Materials provided:
== Segment start ==

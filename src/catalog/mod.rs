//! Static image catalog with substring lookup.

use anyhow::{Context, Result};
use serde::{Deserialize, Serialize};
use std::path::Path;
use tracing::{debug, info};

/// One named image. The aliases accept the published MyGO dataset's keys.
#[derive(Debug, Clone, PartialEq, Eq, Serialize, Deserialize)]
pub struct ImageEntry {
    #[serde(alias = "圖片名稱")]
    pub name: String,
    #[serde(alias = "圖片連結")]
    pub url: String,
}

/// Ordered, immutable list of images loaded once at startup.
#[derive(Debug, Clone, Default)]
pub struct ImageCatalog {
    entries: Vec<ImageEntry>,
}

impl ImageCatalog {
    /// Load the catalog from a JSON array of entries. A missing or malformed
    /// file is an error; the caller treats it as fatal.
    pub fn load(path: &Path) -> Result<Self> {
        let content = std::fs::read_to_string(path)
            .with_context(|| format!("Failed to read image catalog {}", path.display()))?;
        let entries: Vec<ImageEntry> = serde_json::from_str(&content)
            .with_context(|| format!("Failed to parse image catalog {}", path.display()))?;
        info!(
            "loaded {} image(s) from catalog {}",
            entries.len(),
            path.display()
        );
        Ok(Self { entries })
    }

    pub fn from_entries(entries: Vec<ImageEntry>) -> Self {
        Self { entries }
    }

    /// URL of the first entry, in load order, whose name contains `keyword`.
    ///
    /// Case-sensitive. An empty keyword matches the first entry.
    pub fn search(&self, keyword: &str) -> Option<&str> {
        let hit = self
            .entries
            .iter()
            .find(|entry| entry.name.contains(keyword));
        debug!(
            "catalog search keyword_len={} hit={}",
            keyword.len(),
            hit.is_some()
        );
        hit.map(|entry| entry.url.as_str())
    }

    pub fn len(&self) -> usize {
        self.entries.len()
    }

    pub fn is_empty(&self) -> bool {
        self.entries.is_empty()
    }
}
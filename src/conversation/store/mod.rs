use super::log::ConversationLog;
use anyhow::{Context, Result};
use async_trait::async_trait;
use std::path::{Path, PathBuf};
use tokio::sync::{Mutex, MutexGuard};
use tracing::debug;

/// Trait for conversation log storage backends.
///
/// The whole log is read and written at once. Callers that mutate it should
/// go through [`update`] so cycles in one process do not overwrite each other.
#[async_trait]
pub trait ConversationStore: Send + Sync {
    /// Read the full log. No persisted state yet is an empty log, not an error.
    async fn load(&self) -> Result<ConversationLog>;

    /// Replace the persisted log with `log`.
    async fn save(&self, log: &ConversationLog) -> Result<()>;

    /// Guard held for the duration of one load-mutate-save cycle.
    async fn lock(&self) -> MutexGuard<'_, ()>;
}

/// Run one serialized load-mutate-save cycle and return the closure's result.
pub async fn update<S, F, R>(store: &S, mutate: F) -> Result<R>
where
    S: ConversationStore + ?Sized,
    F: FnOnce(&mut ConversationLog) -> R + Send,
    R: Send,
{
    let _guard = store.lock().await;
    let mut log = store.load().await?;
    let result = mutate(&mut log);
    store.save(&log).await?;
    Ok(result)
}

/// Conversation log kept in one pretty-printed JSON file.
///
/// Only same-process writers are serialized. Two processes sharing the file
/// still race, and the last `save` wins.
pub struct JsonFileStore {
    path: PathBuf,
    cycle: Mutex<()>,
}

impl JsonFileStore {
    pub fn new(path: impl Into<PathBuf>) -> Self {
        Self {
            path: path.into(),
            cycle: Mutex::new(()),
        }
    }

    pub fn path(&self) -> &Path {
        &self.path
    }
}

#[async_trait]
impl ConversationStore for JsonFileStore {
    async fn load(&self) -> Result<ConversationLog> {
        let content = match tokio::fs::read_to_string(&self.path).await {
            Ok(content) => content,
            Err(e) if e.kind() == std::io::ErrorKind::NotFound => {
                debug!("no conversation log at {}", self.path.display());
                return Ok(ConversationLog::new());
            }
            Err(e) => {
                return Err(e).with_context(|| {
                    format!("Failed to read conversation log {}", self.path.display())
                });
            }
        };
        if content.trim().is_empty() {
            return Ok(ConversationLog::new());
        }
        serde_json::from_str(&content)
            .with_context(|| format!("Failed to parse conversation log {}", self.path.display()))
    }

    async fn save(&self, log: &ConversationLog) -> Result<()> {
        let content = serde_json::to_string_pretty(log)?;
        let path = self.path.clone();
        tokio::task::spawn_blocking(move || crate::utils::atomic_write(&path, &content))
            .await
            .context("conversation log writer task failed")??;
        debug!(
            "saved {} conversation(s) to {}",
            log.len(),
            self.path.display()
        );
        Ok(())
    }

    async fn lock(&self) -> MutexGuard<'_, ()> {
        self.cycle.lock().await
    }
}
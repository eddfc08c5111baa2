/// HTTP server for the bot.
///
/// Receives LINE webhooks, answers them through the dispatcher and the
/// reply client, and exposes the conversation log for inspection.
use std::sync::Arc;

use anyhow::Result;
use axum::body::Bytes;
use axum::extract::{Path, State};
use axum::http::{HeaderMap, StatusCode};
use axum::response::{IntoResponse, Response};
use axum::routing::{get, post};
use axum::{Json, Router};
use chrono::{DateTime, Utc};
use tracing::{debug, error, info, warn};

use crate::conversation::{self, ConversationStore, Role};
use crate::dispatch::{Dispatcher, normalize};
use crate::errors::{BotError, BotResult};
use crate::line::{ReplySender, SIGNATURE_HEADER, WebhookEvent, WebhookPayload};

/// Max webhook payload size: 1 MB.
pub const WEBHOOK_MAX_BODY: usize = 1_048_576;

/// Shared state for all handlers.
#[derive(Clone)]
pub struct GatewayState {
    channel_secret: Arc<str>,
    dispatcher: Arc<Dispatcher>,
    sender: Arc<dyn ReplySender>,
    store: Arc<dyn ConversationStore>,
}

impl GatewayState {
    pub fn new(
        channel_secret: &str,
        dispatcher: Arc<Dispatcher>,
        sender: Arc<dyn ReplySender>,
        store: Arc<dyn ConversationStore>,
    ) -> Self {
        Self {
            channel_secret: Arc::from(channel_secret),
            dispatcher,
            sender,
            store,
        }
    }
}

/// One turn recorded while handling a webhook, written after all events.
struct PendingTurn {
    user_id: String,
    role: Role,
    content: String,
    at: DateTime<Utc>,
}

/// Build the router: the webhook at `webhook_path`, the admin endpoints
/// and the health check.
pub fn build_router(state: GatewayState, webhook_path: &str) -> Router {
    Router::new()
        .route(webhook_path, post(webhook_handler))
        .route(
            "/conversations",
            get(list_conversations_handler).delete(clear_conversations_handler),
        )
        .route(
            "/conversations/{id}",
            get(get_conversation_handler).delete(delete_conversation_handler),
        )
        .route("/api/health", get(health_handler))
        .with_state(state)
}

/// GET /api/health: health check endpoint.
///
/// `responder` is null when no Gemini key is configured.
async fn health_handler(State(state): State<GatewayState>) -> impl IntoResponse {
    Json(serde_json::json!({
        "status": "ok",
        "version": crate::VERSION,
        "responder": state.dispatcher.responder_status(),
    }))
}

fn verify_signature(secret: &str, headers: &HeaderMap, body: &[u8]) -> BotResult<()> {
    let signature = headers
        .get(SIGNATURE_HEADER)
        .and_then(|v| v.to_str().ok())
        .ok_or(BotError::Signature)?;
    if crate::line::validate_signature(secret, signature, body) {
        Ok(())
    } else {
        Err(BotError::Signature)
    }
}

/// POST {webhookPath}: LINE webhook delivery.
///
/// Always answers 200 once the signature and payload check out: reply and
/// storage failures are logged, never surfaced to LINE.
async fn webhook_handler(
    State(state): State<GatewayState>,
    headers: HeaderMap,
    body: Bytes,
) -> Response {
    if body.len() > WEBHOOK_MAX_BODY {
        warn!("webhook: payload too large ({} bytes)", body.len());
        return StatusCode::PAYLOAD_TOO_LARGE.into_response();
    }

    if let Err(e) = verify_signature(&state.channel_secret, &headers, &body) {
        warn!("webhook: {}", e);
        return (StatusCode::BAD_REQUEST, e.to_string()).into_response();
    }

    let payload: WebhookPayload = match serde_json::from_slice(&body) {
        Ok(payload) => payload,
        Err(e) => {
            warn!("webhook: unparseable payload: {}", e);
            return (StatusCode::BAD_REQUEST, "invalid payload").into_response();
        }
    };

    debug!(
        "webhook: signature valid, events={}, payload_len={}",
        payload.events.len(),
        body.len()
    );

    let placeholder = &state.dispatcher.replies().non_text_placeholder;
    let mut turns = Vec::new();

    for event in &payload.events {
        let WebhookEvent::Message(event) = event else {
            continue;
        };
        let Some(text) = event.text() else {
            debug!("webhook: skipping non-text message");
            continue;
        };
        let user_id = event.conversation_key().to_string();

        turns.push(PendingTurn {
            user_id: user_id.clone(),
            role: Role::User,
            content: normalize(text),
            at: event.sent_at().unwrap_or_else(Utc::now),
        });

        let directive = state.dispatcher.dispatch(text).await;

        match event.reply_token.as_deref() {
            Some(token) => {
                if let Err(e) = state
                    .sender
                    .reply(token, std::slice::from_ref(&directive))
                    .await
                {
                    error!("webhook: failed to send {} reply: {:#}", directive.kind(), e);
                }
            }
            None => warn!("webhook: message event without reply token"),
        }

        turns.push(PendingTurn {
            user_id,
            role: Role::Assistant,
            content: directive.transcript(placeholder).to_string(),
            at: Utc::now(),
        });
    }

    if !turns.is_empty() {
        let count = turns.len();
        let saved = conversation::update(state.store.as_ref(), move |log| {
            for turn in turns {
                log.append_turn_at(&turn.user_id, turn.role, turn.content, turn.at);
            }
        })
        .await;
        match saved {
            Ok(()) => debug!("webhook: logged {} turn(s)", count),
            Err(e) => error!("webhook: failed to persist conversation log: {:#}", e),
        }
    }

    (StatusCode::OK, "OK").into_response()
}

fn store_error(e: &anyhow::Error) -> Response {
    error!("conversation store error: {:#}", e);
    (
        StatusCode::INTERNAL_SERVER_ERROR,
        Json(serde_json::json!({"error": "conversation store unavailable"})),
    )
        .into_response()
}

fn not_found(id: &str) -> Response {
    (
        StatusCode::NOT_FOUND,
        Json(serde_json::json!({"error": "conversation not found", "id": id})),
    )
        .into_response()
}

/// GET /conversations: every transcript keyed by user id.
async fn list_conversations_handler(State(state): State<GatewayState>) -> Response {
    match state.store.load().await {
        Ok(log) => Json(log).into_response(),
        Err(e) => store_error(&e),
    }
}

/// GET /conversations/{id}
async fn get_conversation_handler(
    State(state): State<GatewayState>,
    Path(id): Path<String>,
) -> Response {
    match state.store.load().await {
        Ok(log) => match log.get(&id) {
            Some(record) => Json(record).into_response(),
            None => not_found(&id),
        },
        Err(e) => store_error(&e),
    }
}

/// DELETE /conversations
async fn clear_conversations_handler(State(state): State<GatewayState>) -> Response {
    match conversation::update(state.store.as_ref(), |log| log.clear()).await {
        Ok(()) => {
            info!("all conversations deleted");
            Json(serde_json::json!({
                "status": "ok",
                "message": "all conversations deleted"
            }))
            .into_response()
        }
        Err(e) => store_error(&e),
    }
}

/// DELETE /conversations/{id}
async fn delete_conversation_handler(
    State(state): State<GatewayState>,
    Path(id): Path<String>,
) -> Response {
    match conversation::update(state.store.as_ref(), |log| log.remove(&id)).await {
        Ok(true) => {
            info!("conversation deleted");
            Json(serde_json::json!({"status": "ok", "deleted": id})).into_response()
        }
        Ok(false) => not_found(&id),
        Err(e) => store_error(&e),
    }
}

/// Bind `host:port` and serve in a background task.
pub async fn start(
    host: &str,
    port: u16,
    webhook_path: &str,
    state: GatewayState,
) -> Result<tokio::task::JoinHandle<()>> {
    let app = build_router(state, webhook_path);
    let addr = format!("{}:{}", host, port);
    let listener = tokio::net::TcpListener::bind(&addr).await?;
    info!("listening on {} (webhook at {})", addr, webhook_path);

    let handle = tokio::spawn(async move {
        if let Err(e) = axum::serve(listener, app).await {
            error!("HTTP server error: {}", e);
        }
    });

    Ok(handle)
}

== Segment end ==
== Segment start ==

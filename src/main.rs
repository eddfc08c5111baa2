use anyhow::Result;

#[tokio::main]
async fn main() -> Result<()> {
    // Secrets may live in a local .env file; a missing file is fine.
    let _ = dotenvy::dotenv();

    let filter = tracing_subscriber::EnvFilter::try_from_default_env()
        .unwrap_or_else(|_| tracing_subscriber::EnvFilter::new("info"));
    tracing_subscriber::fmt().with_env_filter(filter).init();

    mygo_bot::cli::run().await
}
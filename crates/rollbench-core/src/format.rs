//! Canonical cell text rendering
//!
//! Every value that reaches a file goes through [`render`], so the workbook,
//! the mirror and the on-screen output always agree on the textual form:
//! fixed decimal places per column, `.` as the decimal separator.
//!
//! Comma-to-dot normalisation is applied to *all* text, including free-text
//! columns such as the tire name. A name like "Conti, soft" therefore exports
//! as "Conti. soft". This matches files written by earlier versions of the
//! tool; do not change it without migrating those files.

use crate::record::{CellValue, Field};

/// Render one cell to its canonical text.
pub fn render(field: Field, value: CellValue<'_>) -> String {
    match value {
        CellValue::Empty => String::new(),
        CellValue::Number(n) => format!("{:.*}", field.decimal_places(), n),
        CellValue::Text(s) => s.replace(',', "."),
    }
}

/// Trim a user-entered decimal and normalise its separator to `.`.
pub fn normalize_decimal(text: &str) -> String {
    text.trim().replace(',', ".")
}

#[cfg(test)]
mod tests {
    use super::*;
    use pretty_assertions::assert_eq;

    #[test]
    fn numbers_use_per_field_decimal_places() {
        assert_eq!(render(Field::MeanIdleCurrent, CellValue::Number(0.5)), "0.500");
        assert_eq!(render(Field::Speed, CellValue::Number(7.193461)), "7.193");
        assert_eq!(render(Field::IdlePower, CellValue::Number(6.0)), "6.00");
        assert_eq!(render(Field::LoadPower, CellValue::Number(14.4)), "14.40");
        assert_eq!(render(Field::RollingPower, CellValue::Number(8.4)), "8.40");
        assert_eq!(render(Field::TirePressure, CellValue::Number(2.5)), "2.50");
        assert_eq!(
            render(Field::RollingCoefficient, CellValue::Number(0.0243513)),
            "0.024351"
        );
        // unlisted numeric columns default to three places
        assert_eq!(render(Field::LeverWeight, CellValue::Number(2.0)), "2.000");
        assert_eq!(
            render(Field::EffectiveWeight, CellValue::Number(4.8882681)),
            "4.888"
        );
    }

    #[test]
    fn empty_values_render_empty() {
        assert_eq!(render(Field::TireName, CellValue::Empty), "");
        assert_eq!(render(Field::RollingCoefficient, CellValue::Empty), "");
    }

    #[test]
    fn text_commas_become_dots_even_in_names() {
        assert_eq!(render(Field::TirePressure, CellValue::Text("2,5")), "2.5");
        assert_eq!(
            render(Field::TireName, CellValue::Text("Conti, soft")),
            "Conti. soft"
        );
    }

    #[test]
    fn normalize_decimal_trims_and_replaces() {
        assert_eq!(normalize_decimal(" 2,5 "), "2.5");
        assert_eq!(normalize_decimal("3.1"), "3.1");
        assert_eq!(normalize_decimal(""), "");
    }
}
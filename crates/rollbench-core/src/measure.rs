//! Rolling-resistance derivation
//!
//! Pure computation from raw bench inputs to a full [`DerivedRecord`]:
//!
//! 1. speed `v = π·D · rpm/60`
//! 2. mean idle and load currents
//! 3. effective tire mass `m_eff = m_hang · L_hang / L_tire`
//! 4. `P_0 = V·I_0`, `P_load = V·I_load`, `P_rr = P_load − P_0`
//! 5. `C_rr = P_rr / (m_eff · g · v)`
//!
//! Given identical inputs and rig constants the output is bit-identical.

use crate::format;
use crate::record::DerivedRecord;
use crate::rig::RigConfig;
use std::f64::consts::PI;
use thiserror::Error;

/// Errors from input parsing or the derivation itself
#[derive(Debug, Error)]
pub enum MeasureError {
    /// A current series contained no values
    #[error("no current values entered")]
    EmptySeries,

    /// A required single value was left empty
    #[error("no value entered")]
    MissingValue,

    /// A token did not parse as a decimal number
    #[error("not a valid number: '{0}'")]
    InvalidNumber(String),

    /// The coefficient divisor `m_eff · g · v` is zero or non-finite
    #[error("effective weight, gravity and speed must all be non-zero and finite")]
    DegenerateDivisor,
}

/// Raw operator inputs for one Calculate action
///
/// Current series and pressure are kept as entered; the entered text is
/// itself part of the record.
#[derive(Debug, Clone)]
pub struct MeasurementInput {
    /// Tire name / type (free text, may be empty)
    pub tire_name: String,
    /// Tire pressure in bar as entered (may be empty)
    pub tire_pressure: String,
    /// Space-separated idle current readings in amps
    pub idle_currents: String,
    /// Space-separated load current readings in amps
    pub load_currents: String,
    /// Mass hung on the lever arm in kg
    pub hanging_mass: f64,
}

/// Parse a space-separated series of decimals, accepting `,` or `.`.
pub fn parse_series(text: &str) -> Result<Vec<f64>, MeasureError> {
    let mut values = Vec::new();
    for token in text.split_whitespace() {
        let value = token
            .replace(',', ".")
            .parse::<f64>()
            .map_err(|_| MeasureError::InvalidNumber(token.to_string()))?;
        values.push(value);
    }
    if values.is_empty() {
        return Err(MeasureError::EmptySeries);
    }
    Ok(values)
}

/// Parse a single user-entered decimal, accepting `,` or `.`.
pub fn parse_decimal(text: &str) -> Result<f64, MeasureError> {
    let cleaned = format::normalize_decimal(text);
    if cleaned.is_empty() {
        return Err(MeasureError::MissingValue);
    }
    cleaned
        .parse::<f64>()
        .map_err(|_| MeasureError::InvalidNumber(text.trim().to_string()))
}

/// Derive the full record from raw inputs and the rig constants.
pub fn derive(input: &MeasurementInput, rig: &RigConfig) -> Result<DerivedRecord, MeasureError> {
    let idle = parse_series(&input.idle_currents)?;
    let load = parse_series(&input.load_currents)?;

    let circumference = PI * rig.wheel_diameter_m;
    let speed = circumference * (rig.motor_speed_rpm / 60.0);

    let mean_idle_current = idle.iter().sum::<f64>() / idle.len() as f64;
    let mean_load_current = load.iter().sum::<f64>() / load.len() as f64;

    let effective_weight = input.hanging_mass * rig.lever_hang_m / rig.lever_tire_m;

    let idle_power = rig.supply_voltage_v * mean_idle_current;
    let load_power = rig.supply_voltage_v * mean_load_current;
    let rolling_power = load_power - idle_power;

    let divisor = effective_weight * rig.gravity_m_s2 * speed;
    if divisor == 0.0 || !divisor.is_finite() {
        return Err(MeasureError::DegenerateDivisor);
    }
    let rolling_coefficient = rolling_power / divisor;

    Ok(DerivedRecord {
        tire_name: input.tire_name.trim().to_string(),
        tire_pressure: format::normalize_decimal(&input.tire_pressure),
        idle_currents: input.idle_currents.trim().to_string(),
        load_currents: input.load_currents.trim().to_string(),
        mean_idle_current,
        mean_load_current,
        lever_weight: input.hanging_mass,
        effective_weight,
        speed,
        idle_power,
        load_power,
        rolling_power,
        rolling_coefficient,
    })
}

== Segment end ==
== Segment start ==

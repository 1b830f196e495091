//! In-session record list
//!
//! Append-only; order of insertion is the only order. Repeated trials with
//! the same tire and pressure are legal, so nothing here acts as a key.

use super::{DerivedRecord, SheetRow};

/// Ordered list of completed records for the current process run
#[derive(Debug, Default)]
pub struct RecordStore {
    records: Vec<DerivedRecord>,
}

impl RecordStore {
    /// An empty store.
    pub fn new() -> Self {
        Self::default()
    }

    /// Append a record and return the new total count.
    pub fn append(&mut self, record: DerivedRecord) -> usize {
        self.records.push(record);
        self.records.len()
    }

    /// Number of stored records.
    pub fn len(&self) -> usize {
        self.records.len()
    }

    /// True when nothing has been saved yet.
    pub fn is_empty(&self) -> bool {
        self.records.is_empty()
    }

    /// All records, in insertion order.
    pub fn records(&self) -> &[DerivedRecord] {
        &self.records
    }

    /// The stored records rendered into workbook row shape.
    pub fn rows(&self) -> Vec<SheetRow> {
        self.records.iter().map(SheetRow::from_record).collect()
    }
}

== Segment end ==

What you will do: Which lines above run from the one containing "filename src/catalog/mod.rs" down to the one containing "to read image"? Repeat exactly those, both ends included, and nothing else.

The completed task:
filename src/catalog/mod.rs
//! Static image catalog with substring lookup.

use anyhow::{Context, Result};
use serde::{Deserialize, Serialize};
use std::path::Path;
use tracing::{debug, info};

/// One named image. The aliases accept the published MyGO dataset's keys.
#[derive(Debug, Clone, PartialEq, Eq, Serialize, Deserialize)]
pub struct ImageEntry {
    #[serde(alias = "圖片名稱")]
    pub name: String,
    #[serde(alias = "圖片連結")]
    pub url: String,
}

/// Ordered, immutable list of images loaded once at startup.
#[derive(Debug, Clone, Default)]
pub struct ImageCatalog {
    entries: Vec<ImageEntry>,
}

impl ImageCatalog {
    /// Load the catalog from a JSON array of entries. A missing or malformed
    /// file is an error; the caller treats it as fatal.
    pub fn load(path: &Path) -> Result<Self> {
        let content = std::fs::read_to_string(path)
            .with_context(|| format!("Failed to read image catalog {}", path.display()))?;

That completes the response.